- EXERCISE DETAILS:
All lines with the word "display" must be pulled from the entries below.

- GIVEN INFORMATION:
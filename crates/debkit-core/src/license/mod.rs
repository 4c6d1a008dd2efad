//! Third-party license aggregation into `debian/copyright`.
//!
//! The license report is turned into one DEP-5 paragraph per bundled package.
//! The paragraphs are written to an intermediate file and then spliced into
//! the base copyright file below [`GENERATED_DELIMITER`], replacing whatever
//! a previous run generated there.

/// Copyright notice extraction.
pub mod copyright;
/// Per-package paragraph rendering.
pub mod entry;
/// License report table parsing.
pub mod report;

pub use copyright::{extract_copyright_block, read_copyright};
pub use entry::render_entry;
pub use report::parse_report;

use crate::config::{CopyrightSettings, PackageSettings};
use crate::reporter::Reporter;
use debkit_schema::{COPYRIGHT_FORMAT_URL, GENERATED_DELIMITER, LicenseTables};
use std::fs;
use std::path::{Path, PathBuf};
use thiserror::Error;

/// Errors that can occur while aggregating licenses.
#[derive(Error, Debug)]
pub enum LicenseError {
    /// A package's license text could not be read. Recovered per row.
    #[error("Could not read license file {path}: {source}")]
    UnreadableLicenseFile {
        path: PathBuf,
        #[source]
        source: std::io::Error,
    },

    /// An input or output file of the run could not be read or written.
    #[error("{action} {path}: {source}")]
    Io {
        action: &'static str,
        path: PathBuf,
        #[source]
        source: std::io::Error,
    },
}

impl LicenseError {
    fn io(action: &'static str, path: &Path) -> impl FnOnce(std::io::Error) -> Self {
        let path = path.to_path_buf();
        move |source| Self::Io {
            action,
            path,
            source,
        }
    }
}

/// Files touched by one aggregation run.
#[derive(Debug, Clone, Copy)]
pub struct CopyrightPaths<'a> {
    /// Markdown license report to read.
    pub report: &'a Path,
    /// Intermediate file receiving only the generated paragraphs.
    pub generated: &'a Path,
    /// Base `debian/copyright` receiving the generated section.
    pub base: &'a Path,
}

/// Render the paragraphs for every row with a known license, joined by a
/// newline.
pub fn render_report(report: &str, tables: &LicenseTables, files_prefix: &str) -> (String, usize) {
    let entries: Vec<String> = parse_report(report)
        .iter()
        .filter(|row| {
            let keep = row.has_known_license();
            if !keep {
                tracing::debug!("Skipping {} (license unknown)", row.name);
            }
            keep
        })
        .map(|row| render_entry(row, tables, files_prefix))
        .collect();

    let count = entries.len();
    (entries.join("\n"), count)
}

/// Replace the generated section of `base` with `generated`.
///
/// Anything from the delimiter line onward is dropped first, so applying the
/// same input twice gives the same result.
pub fn splice_generated(base: &str, generated: &str) -> String {
    let kept = strip_generated(base).trim();
    format!("{kept}\n\n{GENERATED_DELIMITER}\n\n{}\n", generated.trim())
}

/// The part of `base` that precedes the generated section.
fn strip_generated(base: &str) -> &str {
    base.match_indices(GENERATED_DELIMITER)
        .map(|(idx, _)| idx)
        .find(|&idx| idx == 0 || base[..idx].ends_with('\n'))
        .map_or(base, |idx| &base[..idx])
}

/// DEP-5 header used when no base copyright file exists yet.
pub fn seed_header(settings: &PackageSettings) -> String {
    format!(
        "Format: {COPYRIGHT_FORMAT_URL}\nUpstream-Name: {}\nSource: {}\n",
        settings.upstream_name, settings.source
    )
}

/// Regenerate the license paragraphs and splice them into the base file.
///
/// Returns the number of packages written.
///
/// # Errors
///
/// Returns an error if the report cannot be read or either output file
/// cannot be written. Unreadable per-package license texts are not errors.
pub fn generate_copyright(
    paths: CopyrightPaths<'_>,
    tables: &LicenseTables,
    package: &PackageSettings,
    settings: &CopyrightSettings,
    reporter: &dyn Reporter,
) -> Result<usize, LicenseError> {
    let report = fs::read_to_string(paths.report)
        .map_err(LicenseError::io("Failed to read license report", paths.report))?;

    let (generated, count) = render_report(&report, tables, &settings.files_prefix);
    tracing::info!("Rendered {count} license entries");

    write_with_parents(paths.generated, &generated)?;
    reporter.info(&format!(
        "License entries generated for {count} packages: {}",
        paths.generated.display()
    ));

    let base = if paths.base.exists() {
        fs::read_to_string(paths.base)
            .map_err(LicenseError::io("Failed to read base copyright", paths.base))?
    } else {
        tracing::warn!(
            "{} does not exist, seeding a new DEP-5 header",
            paths.base.display()
        );
        seed_header(package)
    };

    write_with_parents(paths.base, &splice_generated(&base, &generated))?;
    reporter.success(&format!(
        "{} updated with generated license entries.",
        paths.base.display()
    ));

    Ok(count)
}

fn write_with_parents(path: &Path, content: &str) -> Result<(), LicenseError> {
    if let Some(parent) = path.parent() {
        fs::create_dir_all(parent).map_err(LicenseError::io("Failed to create", parent))?;
    }
    fs::write(path, content).map_err(LicenseError::io("Failed to write", path))
}
//! Markdown to Debian changelog conversion.
//!
//! Reads the newest `## [version] - YYYY-MM-DD` section of a Keep-a-Changelog
//! style document and prepends it to `debian/changelog` as a new stanza.

use crate::config::PackageSettings;
use crate::reporter::Reporter;
use chrono::NaiveDate;
use debkit_schema::{ChangelogEntry, Version};
use regex::Regex;
use std::fs;
use std::path::Path;
use thiserror::Error;

/// Errors that can occur while converting the changelog.
#[derive(Error, Debug)]
pub enum ChangelogError {
    /// The document has no `## [version] - date` heading.
    #[error("No valid version block found in changelog")]
    MissingSection,

    /// The heading's date is not a real calendar date.
    #[error("Invalid release date '{date}' for version {version}")]
    InvalidDate { version: String, date: String },

    /// Reading the Markdown or writing the Debian changelog failed.
    #[error("IO error: {0}")]
    Io(#[from] std::io::Error),

    /// The heading pattern failed to compile.
    #[error("Invalid pattern: {0}")]
    Pattern(#[from] regex::Error),
}

/// Extract the first (newest) version section.
///
/// The section body runs from the line after the heading up to the next line
/// starting with `## ` or the end of the document.
///
/// # Errors
///
/// Returns [`ChangelogError::MissingSection`] if no heading matches and
/// [`ChangelogError::InvalidDate`] if the heading's date does not parse.
pub fn parse_latest(markdown: &str) -> Result<ChangelogEntry, ChangelogError> {
    let content = markdown.replace("\r\n", "\n");
    let heading = Regex::new(
        r"(?m)^## \[(?P<version>[^\]]+)\] - (?P<date>\d{4}-\d{2}-\d{2})[ \t]*$",
    )?;

    let caps = heading
        .captures(&content)
        .ok_or(ChangelogError::MissingSection)?;
    let version = caps["version"].trim().to_string();
    let date_raw = &caps["date"];
    let date = NaiveDate::parse_from_str(date_raw, "%Y-%m-%d").map_err(|_| {
        ChangelogError::InvalidDate {
            version: version.clone(),
            date: date_raw.to_string(),
        }
    })?;

    let heading_end = caps.get(0).map_or(content.len(), |m| m.end());
    let rest = &content[heading_end..];
    let body = rest.find("\n## ").map_or(rest, |idx| &rest[..idx]);

    Ok(ChangelogEntry {
        version: Version::new(&version),
        date,
        changes: body.trim().lines().map(str::to_string).collect(),
    })
}

/// Rewrite Markdown body lines as Debian changelog lines.
///
/// `- item` becomes `  * item`, `###` headings become a blank separator,
/// any other text becomes a four-space continuation. Blank lines are dropped.
pub fn convert_lines(changes: &[String]) -> Vec<String> {
    changes
        .iter()
        .filter_map(|line| {
            let stripped = line.trim();
            let converted = if let Some(item) = stripped.strip_prefix("- ") {
                format!("  * {item}")
            } else if stripped.starts_with("###") {
                String::new()
            } else if !stripped.is_empty() {
                format!("    {stripped}")
            } else {
                return None;
            };
            Some(converted.trim_end().to_string())
        })
        .collect()
}

/// Render one Debian changelog stanza for `entry`.
pub fn render_stanza(entry: &ChangelogEntry, settings: &PackageSettings) -> String {
    let body = convert_lines(&entry.changes).join("\n");
    format!(
        "{name} ({version}) {dist}; urgency={urgency}\n{body}\n\n -- {maintainer}  {timestamp}",
        name = settings.name,
        version = entry.version,
        dist = settings.distribution,
        urgency = settings.urgency,
        maintainer = settings.maintainer,
        timestamp = entry.debian_timestamp(),
    )
}

/// Put `stanza` in front of the existing changelog, newest first.
///
/// If the existing file already opens with a stanza for the same package and
/// version, that stanza is replaced rather than duplicated.
pub fn prepend(existing: Option<&str>, stanza: &str) -> String {
    let stanza = stanza.trim();
    let Some(existing) = existing else {
        return stanza.to_string();
    };

    let header = stanza.lines().next().unwrap_or_default();
    let rest = match stanza_key(header) {
        Some(key) if existing.trim_start().starts_with(key) => drop_first_stanza(existing),
        _ => existing,
    };

    if rest.trim().is_empty() {
        stanza.to_string()
    } else {
        format!("{stanza}\n\n{rest}")
    }
}

/// `package (version)` prefix of a stanza header line.
fn stanza_key(header: &str) -> Option<&str> {
    header.find(") ").map(|idx| &header[..=idx])
}

/// Everything after the first stanza: past its maintainer trailer, or from
/// the next stanza header when the trailer is missing.
fn drop_first_stanza(existing: &str) -> &str {
    let existing = existing.trim_start();
    let mut offset = 0;
    for (idx, line) in existing.split_inclusive('\n').enumerate() {
        // Stanza headers are the only lines starting in column zero.
        if idx > 0 && line.starts_with(|c: char| !c.is_whitespace()) {
            return &existing[offset..];
        }
        offset += line.len();
        if line.starts_with(" -- ") {
            return existing[offset..].trim_start();
        }
    }
    ""
}

/// Convert the newest section of `markdown_path` and prepend it to
/// `debian_path`.
///
/// # Errors
///
/// Returns an error if the Markdown cannot be read, has no version section,
/// or the Debian changelog cannot be written.
pub fn update_changelog(
    markdown_path: &Path,
    debian_path: &Path,
    settings: &PackageSettings,
    reporter: &dyn Reporter,
) -> Result<ChangelogEntry, ChangelogError> {
    let markdown = fs::read_to_string(markdown_path)?;
    let entry = parse_latest(&markdown)?;
    tracing::debug!(
        "Latest changelog section: {} ({}), {} lines",
        entry.version,
        entry.date,
        entry.changes.len()
    );

    let stanza = render_stanza(&entry, settings);
    let existing = if debian_path.exists() {
        Some(fs::read_to_string(debian_path)?)
    } else {
        None
    };

    if let Some(parent) = debian_path.parent() {
        fs::create_dir_all(parent)?;
    }
    fs::write(debian_path, prepend(existing.as_deref(), &stanza))?;

    reporter.success(&format!(
        "Debian changelog updated with version {}",
        entry.version
    ));
    Ok(entry)
}
//! Command implementations

pub mod changelog;
pub mod completions;
pub mod copyright;
pub mod hook;
pub mod paths;
pub mod prebuild;
//! Tail extraction: the last N defined (RS-Ratio, RS-Momentum) points.
//!
//! An instrument with fewer than N defined points is left out of the chart.
//! That is a normal outcome, not an error.

use crate::config::{PairingMode, RrgParams};
use crate::rs::RsSeries;
use chrono::NaiveDate;
use serde::{Deserialize, Serialize};

/// One point of an instrument's trail.
#[derive(Debug, Clone, PartialEq, Serialize, Deserialize)]
pub struct TailPoint {
    /// 1 = oldest retained point, `tail_length` = most recent.
    pub position: usize,
    /// Date of the RS-Ratio sample.
    pub date: NaiveDate,
    /// Date of the RS-Momentum sample. Equal to `date` under joint pairing;
    /// may differ under positional pairing when the two series have
    /// different gaps.
    pub momentum_date: NaiveDate,
    pub rs_ratio: f64,
    pub rs_momentum: f64,
}

impl TailPoint {
    /// True when ratio and momentum were sampled on the same date.
    pub fn is_aligned(&self) -> bool {
        self.date == self.momentum_date
    }
}

#[derive(Debug, Clone, Copy, PartialEq, Eq)]
pub struct TailExtractor {
    tail_length: usize,
    pairing: PairingMode,
}

impl TailExtractor {
    pub fn new(tail_length: usize, pairing: PairingMode) -> Self {
        assert!(tail_length >= 1, "tail length must be >= 1");
        Self {
            tail_length,
            pairing,
        }
    }

    pub fn from_params(params: &RrgParams) -> Self {
        Self::new(params.tail_length, params.pairing)
    }

    pub fn tail_length(&self) -> usize {
        self.tail_length
    }

    /// Cut the trail for one instrument.
    ///
    /// `dates` is the table's date axis, index-aligned with `series`. Returns
    /// `None` when there are fewer than `tail_length` usable points.
    pub fn extract(&self, dates: &[NaiveDate], series: &RsSeries) -> Option<Vec<TailPoint>> {
        match self.pairing {
            PairingMode::Joint => self.extract_joint(dates, series),
            PairingMode::Positional => self.extract_positional(dates, series),
        }
    }

    fn extract_joint(&self, dates: &[NaiveDate], series: &RsSeries) -> Option<Vec<TailPoint>> {
        let defined: Vec<(NaiveDate, f64, f64)> = dates
            .iter()
            .zip(series.rs_ratio.iter().zip(&series.rs_momentum))
            .filter(|(_, (r, m))| !r.is_nan() && !m.is_nan())
            .map(|(d, (r, m))| (*d, *r, *m))
            .collect();

        let start = defined.len().checked_sub(self.tail_length)?;
        Some(
            defined[start..]
                .iter()
                .enumerate()
                .map(|(i, &(date, rs_ratio, rs_momentum))| TailPoint {
                    position: i + 1,
                    date,
                    momentum_date: date,
                    rs_ratio,
                    rs_momentum,
                })
                .collect(),
        )
    }

    fn extract_positional(
        &self,
        dates: &[NaiveDate],
        series: &RsSeries,
    ) -> Option<Vec<TailPoint>> {
        let ratio = compact(dates, &series.rs_ratio);
        let momentum = compact(dates, &series.rs_momentum);
        let ratio_start = ratio.len().checked_sub(self.tail_length)?;
        let momentum_start = momentum.len().checked_sub(self.tail_length)?;

        Some(
            ratio[ratio_start..]
                .iter()
                .zip(&momentum[momentum_start..])
                .enumerate()
                .map(|(i, (&(date, rs_ratio), &(momentum_date, rs_momentum)))| TailPoint {
                    position: i + 1,
                    date,
                    momentum_date,
                    rs_ratio,
                    rs_momentum,
                })
                .collect(),
        )
    }
}

/// Drop NaN entries, keeping each value's date.
pub fn compact(dates: &[NaiveDate], values: &[f64]) -> Vec<(NaiveDate, f64)> {
    dates
        .iter()
        .zip(values)
        .filter(|(_, v)| !v.is_nan())
        .map(|(d, v)| (*d, *v))
        .collect()
}
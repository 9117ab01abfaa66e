//! Relative strength transforms.

pub mod ratio;
pub mod smoothed;

pub use ratio::{compute_ratios, ratio_series, RatioSeries};
pub use smoothed::{RsSeries, SmoothedRatioMomentum, RATIO_SCALE};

- WRITTEN ANSWER:
        paths.generated.display()
            paths.base.display()
        paths.base.display()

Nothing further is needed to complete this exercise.